Since 15 October 2012, only the following route in Genoa is trolleybus-operated:

- 20 Foce (Via Rimassa) – Sampierdarena (Piazza Vittorio Veneto)

==Fleet==

===First system===
The following trolleybuses were used on Genoa's first trolleybus system:

====Two-axle vehicles====
- Isotta Fraschini F1 (7 trolleybuses, Stanga bodies, nos. 200–207 (from 1946: 2200–2206)), served from 1938 to 1965.
- Fiat 635 F (3 trolleybuses, Varesina bodies, nos. 208–210 (from 1946: 2210)), served from 1939 to 1973.
- Alfa Romeo 500/F (3 trolleybuses, Stanga bodies, nos. 211–213 (from 1946: 2211–2213)), served from 1939 to 1956.
- SPA 34C (1 trolleybus, U.I.T.E. body, no. 199 (from 1946: 2219)), served from 1940 to 1973.
- Isotta Fraschini F2 (6 trolleybuses, Stanga bodies, nos. 214–219 (from 1946: 2214–2215; 2217–2219)), served from 1940 to 1965.
- Fiat 656 F (3 trolleybuses, Casaro bodies, nos. 220-225 (from 1946: 2220–2224)), served from 1941 to 1965.
- Fiat 668 F (50 trolleybuses, various bodies, nos. 2226–2275), served from 1950/53 to 1973; four were sold to the Chieti trolleybus system, two (nos. 2246–2247) in 1959 and two (2227, 2230) in 1963.
- Lancia Esatau (2 trolleybuses, Piaggio bodies, nos. 5001–5002), served from 1953 to 1963.

====Three-axle rigid vehicles====
- Breda (7 trolleybuses, Breda bodies, nos. 300-306 (from 1946: 2303–2305)), served from 1939/40 to 1963.
- Alfa Romeo 110 AF (1 trolleybus, Casaro body, no. 5176 (from 1946: 2311)), served from 1944 to 1963.
- Alfa Romeo 110 AF (5 trolleybuses, Piaggio bodies, nos. 2312–2316), served from 1948/49 to 1972.
- Fiat 672 F (15 trolleybuses, Fiat bodies, nos. 2321–2335), served from 1949/50 to 1973.
- Alfa Romeo 140 AF (15 trolleybuses, Piaggio bodies, nos. 2351–2365), served from 1949/50 to 1973.
- Alfa Romeo 140 AF (15 trolleybuses, Bagnara bodies, nos. 2366–2380), served from 1950/51 to 1973.

===Second system===
====Current fleet====
Genoa's present trolleybus fleet is made up of the following type:
- Van Hool AG300T (17 articulated, low-floor trolleybuses, nos. 2101–2117); first unit entered service on 15 March 2008.

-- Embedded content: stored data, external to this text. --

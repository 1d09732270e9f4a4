//! Echo and burst validation over an open connection.

use std::time::Duration;

use serde::Serialize;
use tracing::{debug, info, warn};

use crate::transport::{ConnState, Connection, Payload, TransportError};

pub const DEFAULT_SETTLE_WINDOW: Duration = Duration::from_millis(2000);

#[derive(Debug, Clone, PartialEq, Eq, Serialize)]
pub enum EchoOutcome {
    Match,
    Mismatch { expected_len: usize, actual_len: usize },
    /// Same bytes, but text came back as binary or the other way round.
    KindMismatch,
    /// The peer closed before replying.
    PeerClosed,
    /// No reply within the configured reply timeout.
    NoReply { waited_ms: u64 },
}

#[derive(Debug, Clone, PartialEq, Eq, Serialize)]
pub enum BurstOutcome {
    Alive { sent: usize },
    Degraded { sent: usize, state: ConnState },
}

pub struct EchoValidator {
    reply_timeout: Option<Duration>,
    settle_window: Duration,
}

impl Default for EchoValidator {
    fn default() -> Self {
        Self {
            reply_timeout: None,
            settle_window: DEFAULT_SETTLE_WINDOW,
        }
    }
}

impl EchoValidator {
    pub fn new(reply_timeout: Option<Duration>, settle_window: Duration) -> Self {
        Self {
            reply_timeout,
            settle_window,
        }
    }

    /// Send `payload` once and compare the next inbound frame against it.
    ///
    /// The comparison is against the caller's own `payload`, byte for byte,
    /// and the frame kind must match too.
    /// Without a reply timeout a silent peer stalls this call indefinitely.
    pub async fn send_and_expect_echo(
        &self,
        conn: &mut dyn Connection,
        payload: &Payload,
    ) -> Result<EchoOutcome, TransportError> {
        conn.send(payload).await?;
        debug!(bytes = payload.len(), "payload sent, awaiting echo");

        let reply = match self.reply_timeout {
            Some(limit) => match tokio::time::timeout(limit, conn.recv()).await {
                Ok(reply) => reply,
                Err(_) => {
                    warn!(timeout_ms = limit.as_millis() as u64, "no echo within reply timeout");
                    return Ok(EchoOutcome::NoReply {
                        waited_ms: limit.as_millis() as u64,
                    });
                }
            },
            None => conn.recv().await,
        };

        let Some(reply) = reply else {
            return Ok(EchoOutcome::PeerClosed);
        };

        if reply == *payload {
            Ok(EchoOutcome::Match)
        } else if reply.as_bytes() == payload.as_bytes() {
            warn!(bytes = payload.len(), "echo came back as a different frame kind");
            Ok(EchoOutcome::KindMismatch)
        } else {
            warn!(
                expected_len = payload.len(),
                actual_len = reply.len(),
                "echo differs from payload"
            );
            Ok(EchoOutcome::Mismatch {
                expected_len: payload.len(),
                actual_len: reply.len(),
            })
        }
    }

    /// Fire every payload without waiting for replies, then check liveness
    /// once the settle window has passed.
    pub async fn burst_send(&self, conn: &mut dyn Connection, payloads: &[Payload]) -> BurstOutcome {
        let mut sent = 0;
        for payload in payloads {
            if let Err(e) = conn.send(payload).await {
                warn!(sent, error = %e, "burst interrupted");
                return BurstOutcome::Degraded {
                    sent,
                    state: conn.state(),
                };
            }
            sent += 1;
        }
        let bytes: usize = payloads.iter().map(Payload::len).sum();
        info!(sent, bytes, settle_ms = self.settle_window.as_millis() as u64, "burst sent");

        tokio::time::sleep(self.settle_window).await;

        match conn.state() {
            ConnState::Open => BurstOutcome::Alive { sent },
            state => BurstOutcome::Degraded { sent, state },
        }
    }
}

#[cfg(test)]
mod tests {
    use super::*;
    use crate::transport::scripted::{Peer, ScriptedTransport};
    use crate::transport::{Endpoint, Transport};

    async fn open(peer: Peer) -> Box<dyn Connection> {
        ScriptedTransport::new(peer)
            .connect(&Endpoint::plain("localhost", 1234))
            .await
            .unwrap()
    }

    #[tokio::test]
    async fn test_echo_match() {
        let mut conn = open(Peer::Echo).await;
        let outcome = EchoValidator::default()
            .send_and_expect_echo(conn.as_mut(), &Payload::text("This is a test"))
            .await
            .unwrap();
        assert_eq!(outcome, EchoOutcome::Match);
    }

    #[tokio::test]
    async fn test_echo_match_empty_and_multibyte() {
        let mut conn = open(Peer::Echo).await;
        let validator = EchoValidator::default();
        for payload in [Payload::text(""), Payload::text("ñandú · 東京 · ☃")] {
            let outcome = validator
                .send_and_expect_echo(conn.as_mut(), &payload)
                .await
                .unwrap();
            assert_eq!(outcome, EchoOutcome::Match);
        }
    }

    #[tokio::test]
    async fn test_echo_mismatch_reports_lengths() {
        let mut conn = open(Peer::Mangle).await;
        let outcome = EchoValidator::default()
            .send_and_expect_echo(conn.as_mut(), &Payload::text("hello"))
            .await
            .unwrap();
        assert_eq!(
            outcome,
            EchoOutcome::Mismatch {
                expected_len: 5,
                actual_len: 6
            }
        );
    }

    #[tokio::test]
    async fn test_text_echoed_as_binary_is_not_a_match() {
        let mut conn = open(Peer::Rebinary).await;
        let outcome = EchoValidator::default()
            .send_and_expect_echo(conn.as_mut(), &Payload::text("hi"))
            .await
            .unwrap();
        assert_eq!(outcome, EchoOutcome::KindMismatch);
    }

    #[tokio::test(start_paused = true)]
    async fn test_reply_timeout_when_configured() {
        let mut conn = open(Peer::Silent).await;
        let validator = EchoValidator::new(Some(Duration::from_millis(750)), DEFAULT_SETTLE_WINDOW);
        let outcome = validator
            .send_and_expect_echo(conn.as_mut(), &Payload::text("anyone?"))
            .await
            .unwrap();
        assert_eq!(outcome, EchoOutcome::NoReply { waited_ms: 750 });
    }

    #[tokio::test]
    async fn test_silent_peer_without_reply_timeout_stays_pending() {
        let mut conn = open(Peer::Silent).await;
        let validator = EchoValidator::default();
        let payload = Payload::text("anyone?");

        let mut fut = tokio_test::task::spawn(validator.send_and_expect_echo(conn.as_mut(), &payload));
        tokio_test::assert_pending!(fut.poll());
        tokio_test::assert_pending!(fut.poll());
    }

    #[tokio::test]
    async fn test_send_on_closed_connection_errors() {
        let mut conn = open(Peer::Echo).await;
        conn.close().await;
        let result = EchoValidator::default()
            .send_and_expect_echo(conn.as_mut(), &Payload::text("late"))
            .await;
        assert!(matches!(result, Err(TransportError::Closed)));
    }

    #[tokio::test(start_paused = true)]
    async fn test_burst_alive() {
        let mut conn = open(Peer::Echo).await;
        let payloads: Vec<Payload> = (0..10).map(|i| Payload::text(format!("m{}", i))).collect();
        let outcome = EchoValidator::default()
            .burst_send(conn.as_mut(), &payloads)
            .await;
        assert_eq!(outcome, BurstOutcome::Alive { sent: 10 });
    }

    #[tokio::test(start_paused = true)]
    async fn test_burst_degraded_when_peer_drops() {
        let mut conn = open(Peer::DropAfter(3)).await;
        let payloads: Vec<Payload> = (0..10).map(|i| Payload::text(format!("m{}", i))).collect();
        let outcome = EchoValidator::default()
            .burst_send(conn.as_mut(), &payloads)
            .await;
        assert_eq!(
            outcome,
            BurstOutcome::Degraded {
                sent: 4,
                state: ConnState::Closed
            }
        );
    }
}
//! Open a connection, confirm it is OPEN, close it.

use tracing::info;

use super::{TestContext, TestFailure};

pub async fn run(ctx: &TestContext, tls: bool) -> Result<(), TestFailure> {
    let endpoint = ctx.endpoint(tls)?;
    info!(endpoint = %endpoint, "connecting");
    let mut conn = ctx.connect(&endpoint).await?;
    conn.close().await;
    Ok(())
}

#[cfg(test)]
mod tests {
    use std::sync::atomic::Ordering;
    use std::sync::Arc;

    use super::*;
    use crate::scenarios::ScenarioSettings;
    use crate::transport::scripted::{Peer, ScriptedTransport};

    #[tokio::test]
    async fn test_connect_and_close() {
        let transport = Arc::new(ScriptedTransport::new(Peer::Echo));
        let ctx = TestContext::new("localhost", 1234, transport.clone(), ScenarioSettings::default());
        run(&ctx, true).await.unwrap();
        assert_eq!(transport.counters.opened.load(Ordering::SeqCst), 1);
        assert_eq!(transport.counters.closed.load(Ordering::SeqCst), 1);
    }

    #[tokio::test(start_paused = true)]
    async fn test_timeout_fails() {
        let ctx = TestContext::new(
            "localhost",
            1234,
            Arc::new(ScriptedTransport::new(Peer::NeverOpen)),
            ScenarioSettings::default(),
        );
        let err = run(&ctx, false).await.unwrap_err();
        assert!(matches!(err, TestFailure::ConnectTimeout { .. }));
    }
}
impl IndexedReaderBuilder {
    pub fn new() -> Self {
        Self {
            bai_path: None,
            modification_time: ModificationTime::Error,
        }
    }

    /// Sets the path to the index. By default, it is `{bam_path}.bai`.
    pub fn bai_path<P: AsRef<Path>>(&mut self, path: P) -> &mut Self {
        self.bai_path = Some(path.as_ref().to_path_buf());
        self
    }

    /// By default, construction fails with an [Index](../enum.Error.html#variant.Index)
    /// error if the index was modified earlier than the data file.
    /// [ModificationTime](enum.ModificationTime.html) allows to skip the check or to turn
    /// it into a warning.
    pub fn modification_time(&mut self, modification_time: ModificationTime) -> &mut Self {
        self.modification_time = modification_time;
        self
    }

    /// Creates a new [IndexedReader](struct.IndexedReader.html) from `bam_path`.
    /// If the index path was not specified, opens `{bam_path}.bai`.
    pub fn from_path<P: AsRef<Path>>(&self, bam_path: P) -> Result<IndexedReader<File>> {
        let bam_path = bam_path.as_ref();
        let bai_path = self.bai_path.clone()
            .unwrap_or_else(|| PathBuf::from(format!("{}.bai", bam_path.display())));
        self.modification_time.check(&bam_path, &bai_path)?;

        let stream = SharedStream::from_path(bam_path)
            .map_err(|e| Error::Open(format!("failed to open data file: {}", e)))?;
        let index = Index::from_path(bai_path)?;
        IndexedReader::new(stream, index)
    }

    /// Creates a new [IndexedReader](struct.IndexedReader.html) from two streams.
    /// The data stream must support random access, the index stream does not need to.
    /// `bai_path` and `modification_time` are ignored.
    pub fn from_streams<R: Read + Seek, T: Read>(&self, bam_stream: R, bai_stream: T)
            -> Result<IndexedReader<R>> {
        let index = Index::from_stream(bai_stream)?;
        IndexedReader::new(SharedStream::new(bam_stream), index)
    }
}

/// Indexed reader over an alignment container: the container handle.
///
/// Opens the container and its index, and hands out iterators over regions
/// ([fetch](#method.fetch), [fetch_by](#method.fetch_by)) and over the unplaced unmapped tail
/// ([fetch_unmapped](#method.fetch_unmapped)). Iterators are independent of each other and of
/// the reader; they only share the underlying stream, access to which is serialized
/// internally per block.
///
/// The following code opens `in.bam` together with `in.bam.bai` and counts the records
/// overlapping `chr1:600001-700000`:
///
/// ```rust,no_run
/// let mut reader = bamfetch::IndexedReader::from_path("in.bam").unwrap();
/// let region = bamfetch::Region::parse("chr1:600001-700000", reader.header()).unwrap();
/// let count = reader.fetch(&region).unwrap()
///     .map(|record| record.unwrap())
///     .count();
/// println!("{} records in {}", count, region);
/// ```
///
/// `read_into` saves the allocation of one record per iteration:
///
/// ```rust,no_run
/// use bamfetch::RecordReader;
///
/// let mut reader = bamfetch::IndexedReader::from_path("in.bam").unwrap();
/// let mut viewer = reader.fetch(&bamfetch::Region::new(0, 100_000, 200_000)).unwrap();
/// let mut record = bamfetch::Record::new();
/// loop {
///     match viewer.read_into(&mut record) {
///         Ok(()) => {},
///         Err(bamfetch::Error::NoMoreRecords) => break,
///         Err(e) => panic!("{}", e),
///     }
///     // Do something with the record.
/// }
/// ```
///
/// [IndexedReaderBuilder](struct.IndexedReaderBuilder.html) gives more control, for example
/// a different index path or a laxer index staleness policy:
///
/// ```rust,no_run
/// use bamfetch::bam_reader::ModificationTime;
/// let mut reader = bamfetch::IndexedReader::build()
///     .bai_path("other_dir/test.bai")
///     .modification_time(ModificationTime::warn(|e| eprintln!("{}", e)))
///     .from_path("in.bam").unwrap();
/// ```
pub struct IndexedReader<R: Read + Seek> {
    stream: SharedStream<R>,
    header: Header,
    index: Arc<Index>,
    closed: Arc<AtomicBool>,
    sequential: ChunksReader<R>,
    sequential_valid: bool,
    first_record: VirtualOffset,
}

impl IndexedReader<File> {
    /// Creates an [IndexedReaderBuilder](struct.IndexedReaderBuilder.html).
    pub fn build() -> IndexedReaderBuilder {
        IndexedReaderBuilder::new()
    }

    /// Opens the container at `path` with the index at `{path}.bai`.
    /// Same as `Self::build().from_path(path)`.
    pub fn from_path<P: AsRef<Path>>(path: P) -> Result<Self> {
        Self::build().from_path(path)
    }
}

In January 2024, AMT placed an order with Solaris Bus & Coach for 112 new articulated trolleybuses, model Solaris Trollino IV 18 with In-Motion Charging capability. The first two were delivered in October 2024, and one unit (no. 2204) entered service on route 20 in May 2025. By May 2026, 42 of these vehicles had been delivered to Genova, but almost were being kept in store, outdoors in the Campi district, not yet placed in service.

====Retired fleet====
- Breda 4001.12 F15 (20 two-axle trolleybuses, nos. 2001–2020), built 1997–98; served from 1997, when the system reopened after a 24-year closure, to 2012.

==Depots==
The current trolleybus system has two depots (garages). Mangini depot is near Foce terminus (Rimessa AMT Mangini, Via Maddaloni 4), and Sampierdarena depot is located about 250 metres west of the terminus of that name (Rimessa AMT Sampierdarena, Via Paolo Reti). From the reopening in 1997 until 2007, only Mangini depot was used by trolleybuses, as the overhead wiring had not been extended to the Sampierdarena area. In early 2007, almost the entire trolleybus fleet was moved to Sampierdarena depot, with Mangini depot only retaining about four or five of the 1996–97 two-axle trolleybuses.